Nelle scorse settimane si è rinnovata la rappresentanza del massimo organo, il Consiglio Nazionale Forense: ha sede presso il Ministero della Giustizia e dura in carica 4 anni. È l’organo di autogoverno degli avvocati, con poteri notevolissimi.

Ogni distretto nomina un suo componente, quello della Corte d’Appello di Catania è composto da ben quattro ordini circondariali: Catania, Siracusa, Ragusa e Caltagirone.

Si tratta di “elezioni di secondo grado”, votano cioè non tutti gli avvocati iscritti all’albo ma i componenti dei consigli degli ordini stessi.

Per un consolidato accordo tra gli ordini di Catania e Ragusa, le elezioni si sono sempre risolte con la nomina di un consigliere appartenente al foro di Catania, almeno così è stato nell’ultimo quindicennio.

E qua sta il problema: la legge 31 dicembre 2012 n. 247 per come innovata l’11 febbraio 2016.

Al terzo comma dell’art.34 si legge: “Non può appartenere per più di due mandati consecutivi allo stesso ordine circondariale il componente eletto in tali distretti.”

In pratica, per garantire l’alternanza territoriale e quindi la rappresentanza a rotazione di tutte le componenti locali, la norma non solo vieta più di due mandati consecutivi alla stessa persona, come nel caso dell’ordine circondariale, ma impedisce che un componente appartenga per più di due mandati allo stesso foro.

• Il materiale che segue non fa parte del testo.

use async_trait::async_trait;
use mission_proto::{next_update, Mission, Parameters};
use std::sync::atomic::{AtomicU64, Ordering};
use time::OffsetDateTime;
use tokio::sync::RwLock;
use tracing::debug;

use crate::{MissionStore, StoreError};

/// Process-local store with the same contract as the Mongo backend.
#[derive(Default)]
pub struct MemoryStore {
    missions: RwLock<Vec<Mission>>,
    next_id: AtomicU64,
}

impl MemoryStore {
    pub fn new() -> Self {
        Self::default()
    }

    pub async fn len(&self) -> usize {
        self.missions.read().await.len()
    }

    pub async fn is_empty(&self) -> bool {
        self.missions.read().await.is_empty()
    }
}

#[async_trait]
impl MissionStore for MemoryStore {
    async fn insert(&self, mission: &Mission) -> Result<String, StoreError> {
        let mut missions = self.missions.write().await;
        if missions.iter().any(|m| m.mission_id == mission.mission_id) {
            return Err(StoreError::Duplicate(mission.mission_id.clone()));
        }
        let mut stored = mission.clone();
        if stored.id.is_empty() {
            stored.id = format!("{:024x}", self.next_id.fetch_add(1, Ordering::Relaxed) + 1);
        }
        let id = stored.id.clone();
        missions.push(stored);
        debug!(mission_id = %mission.mission_id, id = %id, "memory: inserted");
        Ok(id)
    }

    async fn update_parameters(
        &self,
        mission_id: &str,
        last_updated: OffsetDateTime,
        parameters: &Parameters,
    ) -> Result<(), StoreError> {
        let mut missions = self.missions.write().await;
        let m = missions.iter_mut().find(|m| m.mission_id == mission_id).ok_or(StoreError::NotFound)?;
        m.last_updated = next_update(m.last_updated, last_updated);
        m.parameters = parameters.clone();
        Ok(())
    }

    async fn set_in_progress(
        &self,
        mission_id: &str,
        last_updated: OffsetDateTime,
        in_progress: bool,
    ) -> Result<(), StoreError> {
        let mut missions = self.missions.write().await;
        let m = missions.iter_mut().find(|m| m.mission_id == mission_id).ok_or(StoreError::NotFound)?;
        m.last_updated = next_update(m.last_updated, last_updated);
        m.in_progress = in_progress;
        Ok(())
    }

    async fn find_by_mission_id(&self, mission_id: &str) -> Result<Mission, StoreError> {
        self.missions
            .read()
            .await
            .iter()
            .find(|m| m.mission_id == mission_id)
            .cloned()
            .ok_or(StoreError::NotFound)
    }

    async fn find_by_drone_id(&self, drone_id: &str) -> Result<Vec<Mission>, StoreError> {
        let found: Vec<Mission> =
            self.missions.read().await.iter().filter(|m| m.drone_id == drone_id).cloned().collect();
        if found.is_empty() {
            return Err(StoreError::NotFound);
        }
        Ok(found)
    }

    async fn ping(&self) -> Result<(), StoreError> {
        Ok(())
    }
}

Ora, è accaduto che almeno a partire dal 2006 il distretto della Corte d’Appello di Catania ha espresso un componente appartenente al foro di Catania.

Dal 2006 al 2014, per due mandati consecutivi, a sedere in Consiglio Nazionale l’avvocato Fabio Florio e dal 2014 al 2018 l’avvocato Diego Geraci: per tre mandati consecutivi un catanese.

E tre mandati sono molto platealmente più dei due vietati dalla legge, figuriamoci il quarto: cosa non è chiaro?

È così complicato a Catania capire che se una cosa è vietata, semplicemente non si può fare?

Scaduto il Consiglio Nazionale nel 2018, si è proceduto al rinnovo del rappresentante locale e i consiglieri votanti hanno scelto di mandare in rappresentanza del distretto ancora una una volta, per la quarta, un catanese.

Si tratta del presidente uscente del consiglio dell’Ordine degli avvocati di Catania Maurizio Magnano di San Lio, che giusto ieri si è dimesso dall’incarico locale per potersi insediare al Consiglio Nazionale.

Ma difficilmente si arriverà a brindare perché già arrivano voci di ricorso e comunque sarà complicato ratificare la nomina che rappresenterebbe una violazione troppo evidente, capace di minare seriamente la legittimità delle decisioni dell’intero Consiglio Nazionale Forense: saranno così spudorati?

E adesso l’attesa, anche accademica, si sposta sull’immancabile “parere pro veritate” che stavolta dovrà superarsi in fantasia, mentre affilano le armi i concorrenti con in pole position il presidente dell’Ordine di Siracusa Francesco Favi che potrebbe approfittare della “incompatibilità territoriale” di Magnano San Lio.

E tutte queste manovre diventano molto “soap”. “Opera”.

E ci si continua a chiedere: “Ma perché?”

Qualche risposta comincia ad emergere: la stiamo verificando.